Top of Extracted information
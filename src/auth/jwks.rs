// SPDX-License-Identifier: AGPL-3.0-or-later
//
// Copyright (C) 2026 Relational Network

//! JWKS (JSON Web Key Set) fetching.
//!
//! ## Behaviour
//!
//! - By default the key set is fetched on every lookup, so a rotated key is
//!   picked up immediately.
//! - With a cache TTL configured, the set is reused until the TTL elapses. A
//!   `kid` that is not in the cached set forces one refetch before the key
//!   is reported missing.
//! - Fetches have a fixed timeout and are never retried. Any failure is
//!   reported as [`AuthError::KeySetUnavailable`].

use std::sync::Arc;
use std::time::{Duration, Instant};

use jsonwebtoken::jwk::{AlgorithmParameters, Jwk, JwkSet};
use jsonwebtoken::DecodingKey;
use tokio::sync::RwLock;
use url::Url;

use super::error::AuthError;
use crate::config::ConfigError;

/// JWKS cache entry.
struct CacheEntry {
    jwks: JwkSet,
    fetched_at: Instant,
}

/// JWKS manager.
///
/// Fetches the identity provider's published keys and turns the one
/// matching a token's `kid` into a [`DecodingKey`].
#[derive(Clone)]
pub struct JwksManager {
    /// JWKS endpoint
    jwks_url: Url,
    /// Cache TTL, `None` disables caching
    cache_ttl: Option<Duration>,
    /// Cached JWKS
    cache: Arc<RwLock<Option<CacheEntry>>>,
    /// HTTP client
    client: reqwest::Client,
}

impl JwksManager {
    /// Create a new JWKS manager with caching disabled.
    pub fn new(jwks_url: Url, timeout: Duration) -> Result<Self, ConfigError> {
        let client = reqwest::Client::builder().timeout(timeout).build()?;
        Ok(Self {
            jwks_url,
            cache_ttl: None,
            cache: Arc::new(RwLock::new(None)),
            client,
        })
    }

    /// Enable caching with the given TTL.
    pub fn with_cache_ttl(mut self, ttl: Duration) -> Self {
        self.cache_ttl = Some(ttl);
        self
    }

    pub fn jwks_url(&self) -> &Url {
        &self.jwks_url
    }

    /// Get a decoding key for the given key ID.
    pub async fn get_decoding_key(&self, kid: &str) -> Result<DecodingKey, AuthError> {
        let Some(ttl) = self.cache_ttl else {
            let jwks = self.fetch_jwks().await?;
            return find_key(&jwks, kid);
        };

        {
            let cache = self.cache.read().await;
            if let Some(entry) = &*cache {
                if entry.fetched_at.elapsed() < ttl {
                    match find_key(&entry.jwks, kid) {
                        Err(AuthError::NoMatchingKey) => {
                            tracing::debug!(kid, "kid not in cached JWKS, refetching");
                        }
                        found => return found,
                    }
                }
            }
        }

        let jwks = self.refresh().await?;
        find_key(&jwks, kid)
    }

    /// Fetch the key set and, if caching is enabled, store it.
    pub async fn refresh(&self) -> Result<JwkSet, AuthError> {
        let jwks = self.fetch_jwks().await?;
        if self.cache_ttl.is_some() {
            let mut cache = self.cache.write().await;
            *cache = Some(CacheEntry {
                jwks: jwks.clone(),
                fetched_at: Instant::now(),
            });
        }
        Ok(jwks)
    }

    /// Check if JWKS is currently cached and valid.
    pub async fn is_cached(&self) -> bool {
        let Some(ttl) = self.cache_ttl else {
            return false;
        };
        let cache = self.cache.read().await;
        cache
            .as_ref()
            .is_some_and(|entry| entry.fetched_at.elapsed() < ttl)
    }

    /// Fetch JWKS from the endpoint.
    async fn fetch_jwks(&self) -> Result<JwkSet, AuthError> {
        let response = self
            .client
            .get(self.jwks_url.clone())
            .send()
            .await
            .map_err(|e| unavailable(&self.jwks_url, e.to_string()))?;

        if !response.status().is_success() {
            return Err(unavailable(
                &self.jwks_url,
                format!("HTTP {} from JWKS endpoint", response.status()),
            ));
        }

        response
            .json::<JwkSet>()
            .await
            .map_err(|e| unavailable(&self.jwks_url, e.to_string()))
    }
}

fn unavailable(url: &Url, detail: String) -> AuthError {
    tracing::warn!(jwks_url = %url, error = %detail, "JWKS fetch failed");
    AuthError::KeySetUnavailable(detail)
}

/// Find the key with a matching `kid` and build its decoding key.
///
/// When several entries share a `kid`, the last one wins.
fn find_key(jwks: &JwkSet, kid: &str) -> Result<DecodingKey, AuthError> {
    let jwk = jwks
        .keys
        .iter()
        .rfind(|k| k.common.key_id.as_deref() == Some(kid))
        .ok_or(AuthError::NoMatchingKey)?;

    jwk_to_decoding_key(jwk)
}

/// Convert an RSA JWK to a DecodingKey from its modulus and exponent.
///
/// Any other key type cannot verify an RS-family token and is reported as an
/// unparseable token.
fn jwk_to_decoding_key(jwk: &Jwk) -> Result<DecodingKey, AuthError> {
    match &jwk.algorithm {
        AlgorithmParameters::RSA(rsa) => DecodingKey::from_rsa_components(&rsa.n, &rsa.e)
            .map_err(|e| {
                tracing::warn!(error = %e, "JWKS entry has unusable RSA components");
                AuthError::MalformedToken
            }),
        _ => Err(AuthError::MalformedToken),
    }
}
Bottom of Extracted information
Exercise objective
Which lines in the listing above include the string "MalformedToken"? Copy each of them.

Result for this exercise
                AuthError::MalformedToken
        _ => Err(AuthError::MalformedToken),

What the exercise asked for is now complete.